Matthew and Marilla are charmed by Anne, who talks a mile a minute about the things she imagines.  And to be fair, Anne is pretty charming.  Her overactive imagination is the optimism of someone who's had a hard life as an orphan, a way of shaping the world into something more palatable.  Green Gables, though she sets about immediately renaming local landmarks to suit her sense of whimsy (a local pond becomes, for instance, the Lake of Shining Waters), is the first place commensurate with Anne's capacity for wonder.  The no-nonsense Marilla, while secretly enamored by Anne, endeavors to rein in her impulses, which result in some reliably amusing scrapes.  One of my favorites involves the twelve-year old Anne, permitted to throw a tea party, accidentally substitutes wine for cherry cordial and gets her best friend roaringly drunk.

Eventually, Anne becomes a young woman.  At sixteen, she graduates from high school and--oh, Canada--immediately becomes a schoolteacher herself.  Over the course of the novel, she becomes a part of the Cuthbert household, and ingratiates herself into the society of her small P.E.I. town, and becomes generally loved by everyone.  There are few very high stakes--although Montgomery manages to wring a great deal of unexpected pathos out of a bittersweet ending--but the small niceties of domestic Canadian life prove to be surprisingly compelling, because Anne is a compelling character.
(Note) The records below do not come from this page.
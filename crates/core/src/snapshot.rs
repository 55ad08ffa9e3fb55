//! Read-only copy of everything a display or audio collaborator may look at.

use crate::shape::Shape;
use crate::types::{Tetromino, BOARD_HEIGHT, BOARD_WIDTH};

/// The falling piece, already resolved to absolute board cells.
#[derive(Debug, Clone, Copy, PartialEq, Eq, Hash)]
pub struct ActiveSnapshot {
    pub kind: Tetromino,
    pub x: i8,
    pub y: i8,
    pub cells: [(i8, i8); 4],
}

#[derive(Debug, Clone, Copy, PartialEq, Eq, Hash)]
pub struct GameSnapshot {
    /// Cell codes, `board[y][x]`, row 0 at the bottom. 0 is empty.
    pub board: [[u8; BOARD_WIDTH as usize]; BOARD_HEIGHT as usize],
    pub active: Option<ActiveSnapshot>,
    pub next: Option<Shape>,
    pub score: u32,
    pub started: bool,
    pub paused: bool,
    pub game_over: bool,
}

impl GameSnapshot {
    pub fn cell(&self, x: usize, y: usize) -> Tetromino {
        self.board
            .get(y)
            .and_then(|row| row.get(x))
            .and_then(|&code| Tetromino::from_code(code))
            .unwrap_or_default()
    }

    pub fn playable(&self) -> bool {
        self.started && !self.game_over && !self.paused
    }
}

impl Default for GameSnapshot {
    fn default() -> Self {
        Self {
            board: [[0u8; BOARD_WIDTH as usize]; BOARD_HEIGHT as usize],
            active: None,
            next: None,
            score: 0,
            started: false,
            paused: false,
            game_over: false,
        }
    }
}
//! Core game logic module - pure, deterministic, and testable
//!
//! This crate contains all the game rules and state management. It has **no
//! dependencies** on UI, audio, or I/O, making it:
//!
//! - **Deterministic**: the piece sequence comes from an injected, seedable generator
//! - **Testable**: every rule is reachable through plain method calls
//! - **Portable**: the terminal runner is only one possible front end
//!
//! # Module Structure
//!
//! - [`pieces`]: canonical offsets of the seven tetrominoes
//! - [`shape`]: a piece value with non-mutating left/right rotation
//! - [`board`]: 10x22 grid with collision queries and line removal
//! - [`game_state`]: the gravity-and-lock state machine
//! - [`rng`]: seedable random source for piece selection
//! - [`snapshot`]: read-only copy of the state for renderers
//!
//! # Game Rules
//!
//! - Every tick moves the falling piece down one row; a blocked piece locks.
//! - Full rows are removed together after each lock; each one scores a point.
//! - A lock that clears rows leaves the well empty of a falling piece until the next tick.
//! - A new piece that cannot be placed at the top ends the game.
//! - Square pieces do not rotate.
//!
//! # Example
//!
//! ```
//! use classic_tetris_core::{GameState, GameStatus};
//! use classic_tetris_types::{GameAction, GameEvent};
//!
//! let mut game = GameState::new(12345);
//! game.start();
//! assert_eq!(game.status(), GameStatus::Running);
//!
//! game.apply_action(GameAction::MoveRight);
//! game.apply_action(GameAction::RotateCw);
//! game.apply_action(GameAction::HardDrop);
//!
//! assert!(game.drain_events().any(|e| e == GameEvent::Locked));
//! assert_eq!(game.board().filled_count(), 4);
//! ```

pub mod board;
pub mod game_state;
pub mod pieces;
pub mod rng;
pub mod shape;
pub mod snapshot;

pub use classic_tetris_types as types;

// Re-export commonly used types for convenience
pub use board::Board;
pub use game_state::{GameState, GameStatus};
pub use pieces::{canonical_shape, PieceShape};
pub use rng::{seeded, GameRng};
pub use shape::Shape;
pub use snapshot::{ActiveSnapshot, GameSnapshot};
Many women--only women, honestly, but only a few of them Canadian--have told me that these books meant a great deal to them as a child.  Why is that?  I enjoyed the book a lot, but something about Anne, even a hundred years and fifteen hundred miles removed, continues to resound for young girls.

1 comment:

Brittany said...

So I was totally gifted an Anne of Green Gables box set as a girl by an older female relative who was very very moved/touched/etc by these books. I was a voracious reader, and I do remember reading them, but I remember nothing about the plot or character (I didn't even know it was set in Canada?) and I vaguely remember Older Female Relative being disappointed in me (this plot was repeated with Black Beauty and the Secret Garden).

I really wonder if it was popular just because there weren't many young adult novels around (Randy and I were just talking about this yesterday, and although my children's literature history isn't particularly strong, making me wonder if I should in fact take The History of Children's Literature, a real class offered by UIUC, I don't think there were a lot of hoppin' novels in the early 1900s about tween girls), but its perennial popularity doesn't make sense with that argument because now we have tons of awesome YA novels.